Transitioning to 2042 and beyond to maintain essential minerals supply
The need for early action to ensure a steady and adequate supply of essential minerals can be maintained beyond 2042 is highlighted in a new briefing published by the Mineral Products Association (MPA) today.
The Town & Country Planning (Minerals) Act 1981 introduced a provision to impose an end-date on all historic planning permissions for mineral working across Great Britain which were granted permission before February 1982 without a specified end-date. This was set at 22nd February 2042, 60 years after the power came into effect.
The deadline applies to all historic mineral permissions and includes sand & gravel and crushed rock used to support construction activity, but also a wide range of minerals that are essential for the economy including cement production, building stone, silica sand, industrial clays and industrial lime.
The MPA briefing identifies that a significant number of mineral planning permissions and associated reserves will expire in 2042. While some operations will have exhausted their reserves by then, particularly sand and gravel sites, many major rock and industrial mineral operations are likely to still contain commercially viable reserves at that time.
The importance of maintaining landbanks and productive capacity up to and beyond 2042 is further compounded by the long-term decline in the permitted reserve base, with mineral reserves continuing to being sold and consumed at a faster rate than they are being replaced, which has been the case for well over ten years.
Mark Russell, the MPA’s Executive Director for Planning and Mineral Resources said: “Although the 2042 deadline may appear a long way off, in reality there is only a five-year window for government, mineral planning authorities and industry to prepare the ground to ensure a steady and adequate supply of minerals can be maintained. This is because it can take 10 to 15 years to identify and prove mineral resources, secure land and rights, prepare and submit planning applications, and for these to be determined and permissions issued.

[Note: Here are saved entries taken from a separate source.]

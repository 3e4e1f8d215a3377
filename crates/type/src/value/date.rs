// SPDX-License-Identifier: MIT
// Copyright (c) 2025 myexpr

use std::fmt::{Display, Formatter};

use serde::{
	Deserialize, Deserializer, Serialize, Serializer,
	de::{self, Visitor},
};

/// A calendar date (year, month, day) in the range MySQL accepts for the
/// DATE type, plus the zero-date sentinel `0000-00-00`.
///
/// Stored as the literal components rather than an epoch offset: the zero
/// date has no epoch representation, and several functions need to observe
/// it before any arithmetic happens.
#[derive(Copy, Clone, Debug, PartialEq, Eq, Hash, PartialOrd, Ord)]
pub struct Date {
	year: i32,
	month: u8,
	day: u8,
}

impl Default for Date {
	fn default() -> Self {
		Self::zero()
	}
}

impl Date {
	/// Check if a year is a leap year. Year 0 is not a leap year, a
	/// historical quirk the day-number arithmetic depends on.
	#[inline]
	pub fn is_leap_year(year: i32) -> bool {
		year != 0 && ((year % 4 == 0 && year % 100 != 0) || year % 400 == 0)
	}

	/// Get the number of days in a month.
	#[inline]
	pub fn days_in_month(year: i32, month: u32) -> u32 {
		match month {
			1 | 3 | 5 | 7 | 8 | 10 | 12 => 31,
			4 | 6 | 9 | 11 => 30,
			2 => {
				if Self::is_leap_year(year) {
					29
				} else {
					28
				}
			}
			_ => 0,
		}
	}

	pub fn new(year: i32, month: u32, day: u32) -> Option<Self> {
		if year == 0 && month == 0 && day == 0 {
			return Some(Self::zero());
		}
		if !(0..=9999).contains(&year) {
			return None;
		}
		if month < 1 || month > 12 || day < 1 || day > Self::days_in_month(year, month) {
			return None;
		}
		Some(Self {
			year,
			month: month as u8,
			day: day as u8,
		})
	}

	/// The `0000-00-00` sentinel.
	pub fn zero() -> Self {
		Self {
			year: 0,
			month: 0,
			day: 0,
		}
	}

	pub fn is_zero(&self) -> bool {
		self.month == 0
	}

	pub fn year(&self) -> i32 {
		self.year
	}

	pub fn month(&self) -> u32 {
		self.month as u32
	}

	pub fn day(&self) -> u32 {
		self.day as u32
	}

	/// The two-digit year rule: 00-69 map to 2000-2069, 70-99 to
	/// 1970-1999. Years of 100 and above pass through unchanged.
	pub fn adjust_two_digit_year(year: i32) -> i32 {
		if (0..100).contains(&year) {
			adjust_two_digit_year(year)
		} else {
			year
		}
	}

	/// Parse MySQL date text: `YYYY-MM-DD` with any punctuation
	/// delimiter, or the delimiter-free `YYYYMMDD` / `YYMMDD` forms.
	/// Two-digit years map 00-69 to 2000-2069 and 70-99 to 1970-1999.
	pub fn parse(s: &str) -> Option<Self> {
		let s = s.trim();
		let (year, month, day) = parse_ymd(s)?;
		Self::new(year, month, day)
	}
}

pub(crate) fn adjust_two_digit_year(year: i32) -> i32 {
	if year < 70 {
		year + 2000
	} else {
		year + 1900
	}
}

pub(crate) fn parse_ymd(s: &str) -> Option<(i32, u32, u32)> {
	if s.is_empty() {
		return None;
	}
	if s.bytes().all(|b| b.is_ascii_digit()) {
		return match s.len() {
			8 => {
				let year = s[0..4].parse().ok()?;
				let month = s[4..6].parse().ok()?;
				let day = s[6..8].parse().ok()?;
				Some((year, month, day))
			}
			6 => {
				let year = adjust_two_digit_year(s[0..2].parse().ok()?);
				let month = s[2..4].parse().ok()?;
				let day = s[4..6].parse().ok()?;
				Some((year, month, day))
			}
			_ => None,
		};
	}

	let mut parts = s.split(|c: char| !c.is_ascii_digit());
	let year_str = parts.next()?;
	let month_str = parts.next()?;
	let day_str = parts.next()?;
	if parts.next().is_some() {
		return None;
	}

	let mut year: i32 = year_str.parse().ok()?;
	if year_str.len() <= 2 {
		year = adjust_two_digit_year(year);
	}
	let month: u32 = month_str.parse().ok()?;
	let day: u32 = day_str.parse().ok()?;
	Some((year, month, day))
}

impl Display for Date {
	fn fmt(&self, f: &mut Formatter<'_>) -> std::fmt::Result {
		write!(f, "{:04}-{:02}-{:02}", self.year, self.month, self.day)
	}
}

impl Serialize for Date {
	fn serialize<S>(&self, serializer: S) -> Result<S::Ok, S::Error>
	where
		S: Serializer,
	{
		serializer.serialize_str(&self.to_string())
	}
}

struct DateVisitor;

impl<'de> Visitor<'de> for DateVisitor {
	type Value = Date;

	fn expecting(&self, formatter: &mut std::fmt::Formatter) -> std::fmt::Result {
		formatter.write_str("a date in YYYY-MM-DD format")
	}

	fn visit_str<E>(self, value: &str) -> Result<Date, E>
	where
		E: de::Error,
	{
		Date::parse(value).ok_or_else(|| E::custom(format!("invalid date: {}", value)))
	}
}

impl<'de> Deserialize<'de> for Date {
	fn deserialize<D>(deserializer: D) -> Result<Self, D::Error>
	where
		D: Deserializer<'de>,
	{
		deserializer.deserialize_str(DateVisitor)
	}
}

Whether future mineral supplies are met by the re-consenting of existing reserves or through securing new and alternative reserves, the workload required to deliver the necessary casework over the next 20 years will be unprecedented. All parts of the mineral planning process will therefore need to be properly resourced to ensure that sufficient applications are prepared and determined in a timely manner. There may also be the need for further policy guidance from central government and the devolved administrations.
Given the essentiality of mineral supply to the delivery of national ambitions for infrastructure and housing, whilst increasing our resilience to climate change and delivering net zero, it is vital that maintaining and replenishing supply to 2042 and beyond is addressed now.”